[Collected data entries]
######
/// Loop-owned session state and collaborators
struct SessionWorker {
    id: Uuid,
    config: Config,
    /// Config received mid-utterance, applied on the next return to listening
    pending_config: Option<Config>,
    detector: LevelDetector,
    state: SessionState,
    assembler: ChunkAssembler,
    timers: TimerTable,
    source: Box<dyn CaptureSource>,
    recorder: Box<dyn Recorder>,
    host: Arc<dyn HostCallbacks>,
    playback_active: Arc<AtomicBool>,
    dispatcher: TranscriptionDispatcher,
    shared: Arc<Shared>,
}

/// Consume the queue until shutdown.
///
/// When a timer is armed the wait is bounded by its deadline; on expiry the
/// fired timer is fed through the same event path as everything else.
fn run_loop(mut worker: SessionWorker, rx: Receiver<SessionEvent>) {
    loop {
        let event = match worker.timers.next_deadline() {
            Some(deadline) => match rx.recv_deadline(deadline) {
                Ok(event) => event,
                Err(RecvTimeoutError::Timeout) => {
                    match worker.timers.take_expired(Instant::now()) {
                        Some(kind) => SessionEvent::TimerFired { kind },
                        None => continue,
                    }
                }
                Err(RecvTimeoutError::Disconnected) => break,
            },
            None => match rx.recv() {
                Ok(event) => event,
                Err(_) => break,
            },
        };

        if matches!(
            event,
            SessionEvent::Command {
                command: SessionCommand::Shutdown
            }
        ) {
            worker.teardown();
            break;
        }

        worker.handle_event(event);
    }

    tracing::debug!("Session {} loop exiting", worker.id);
}

impl SessionWorker {
    /// Translate a queue event into a machine input and apply it
    fn handle_event(&mut self, event: SessionEvent) {
        let input = match event {
            SessionEvent::Tick { frame } => {
                self.shared.activity.lock().last_audio = Some(Instant::now());
                Some(SessionInput::Level {
                    voice: self.detector.is_voice(&frame),
                    playback_active: self.playback_active.load(Ordering::Relaxed),
                })
            }
            SessionEvent::ChunkReady { chunk } => Some(SessionInput::Chunk(chunk)),
            SessionEvent::TimerFired { kind } => Some(match kind {
                TimerKind::Silence => SessionInput::SilenceElapsed,
                TimerKind::Waiting => SessionInput::WaitingElapsed,
            }),
            SessionEvent::Command { command } => match command {
                SessionCommand::Start => Some(SessionInput::Start),
                SessionCommand::Stop => Some(SessionInput::Stop),
                SessionCommand::Reconfigure(config) => {
                    self.reconfigure(*config);
                    None
                }
                SessionCommand::Shutdown => None,
            },
        };

        if let Some(input) = input {
            self.apply(input);
        }
    }

    /// Run the machine on one input, executing effects and any follow-up
    /// inputs they produce, until the step settles
    fn apply(&mut self, input: SessionInput) {
        let mut pending = VecDeque::from([input]);

        while let Some(input) = pending.pop_front() {
            let Some(Transition { next, effects }) = state::transition(self.state, input) else {
                continue;
            };

            if next != self.state {
                tracing::info!(
                    "Session {} transition: {:?} -> {:?}",
                    self.id,
                    self.state,
                    next
                );
            }
            self.state = next;
            *self.shared.state.lock() = next;

            for effect in effects {
                self.run_effect(effect, &mut pending);
            }

            if next == SessionState::Listening {
                self.apply_pending_config();
            }
        }
    }

    /// Execute one side effect requested by the machine
    fn run_effect(&mut self, effect: Effect, follow_ups: &mut VecDeque<SessionInput>) {
        match effect {
            Effect::AcquireSource => match self.source.start() {
                Ok(()) => follow_ups.push_back(SessionInput::SourceReady),
                Err(error) => follow_ups.push_back(SessionInput::SourceFailed { error }),
            },
            Effect::ReleaseSource => self.source.stop(),
            Effect::StartRecorder => {
                if !self.recorder.is_running() {
                    if let Err(error) = self.recorder.start() {
                        tracing::error!("Failed to start recorder: {}", error);
                        self.host.on_capture_error(&error);
                    }
                }
            }
            Effect::StopRecorder => {
                if self.recorder.is_running() {
                    self.recorder.stop();
                }
            }
            Effect::RetainChunk(chunk) => self.assembler.retain(chunk),
            Effect::PromoteRetained => self.assembler.promote_retained(),
            Effect::AppendChunk(chunk) => self.assembler.append(chunk),
            Effect::ClearChunks => self.assembler.clear(),
            Effect::ArmSilenceTimer => {
                if !self.timers.is_armed(TimerKind::Silence) {
                    self.shared.activity.lock().silence_started = Some(Instant::now());
                }
                self.timers
                    .arm(TimerKind::Silence, self.config.detection.silence_duration());
            }
            Effect::CancelSilenceTimer => {
                self.timers.cancel(TimerKind::Silence);
                self.shared.activity.lock().silence_started = None;
            }
            Effect::ArmWaitingTimer => {
                self.timers
                    .arm(TimerKind::Waiting, self.config.detection.waiting_timeout());
            }
            Effect::CancelWaitingTimer => self.timers.cancel(TimerKind::Waiting),
            Effect::CancelAllTimers => {
                self.timers.cancel_all();
                self.shared.activity.lock().silence_started = None;
            }
            Effect::FinalizeUtterance => {
                let utterance = self.assembler.take_utterance();
                let generation = self.dispatcher.begin_generation();
                self.dispatcher.finalize(utterance, generation);
                follow_ups.push_back(SessionInput::Finalized);
            }
            Effect::SurfaceError { error } => {
                tracing::error!("Session {} capture failed: {}", self.id, error);
                self.host.on_capture_error(&error);
            }
        }
    }

    /// Accept a reloaded configuration.
    ///
    /// Mid-utterance reloads are stashed and applied on the next entry to
    /// listening; otherwise they take effect immediately.
    fn reconfigure(&mut self, config: Config) {
        match self.state {
            SessionState::Inactive | SessionState::Activating | SessionState::Listening => {
                self.apply_config(config);
            }
            _ => {
                tracing::debug!("Deferring settings reload until utterance completes");
                self.pending_config = Some(config);
            }
        }
    }

    fn apply_pending_config(&mut self) {
        if let Some(config) = self.pending_config.take() {
            self.apply_config(config);
        }
    }

    fn apply_config(&mut self, config: Config) {
        self.detector
            .set_threshold(config.detection.silence_threshold);
        self.dispatcher
            .set_encoding(config.transcription.payload, config.capture.sample_rate);
        tracing::info!(
            "Session {} settings applied (threshold {}, silence {}ms, waiting {}ms)",
            self.id,
            config.detection.silence_threshold,
            config.detection.silence_duration_ms,
            config.detection.waiting_timeout_ms
        );
        self.config = config;
    }

    /// Final teardown on shutdown: equivalent to a user stop
    fn teardown(&mut self) {
        self.apply(SessionInput::Stop);
    }
}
######
[Task description] Your answer should be the lines above, from the line containing "if let Some(input)" up to and including the line containing "by the machine", reproduced exactly and with nothing else.

[Result for this task]
        if let Some(input) = input {
            self.apply(input);
        }
    }

    /// Run the machine on one input, executing effects and any follow-up
    /// inputs they produce, until the step settles
    fn apply(&mut self, input: SessionInput) {
        let mut pending = VecDeque::from([input]);

        while let Some(input) = pending.pop_front() {
            let Some(Transition { next, effects }) = state::transition(self.state, input) else {
                continue;
            };

            if next != self.state {
                tracing::info!(
                    "Session {} transition: {:?} -> {:?}",
                    self.id,
                    self.state,
                    next
                );
            }
            self.state = next;
            *self.shared.state.lock() = next;

            for effect in effects {
                self.run_effect(effect, &mut pending);
            }

            if next == SessionState::Listening {
                self.apply_pending_config();
            }
        }
    }

    /// Execute one side effect requested by the machine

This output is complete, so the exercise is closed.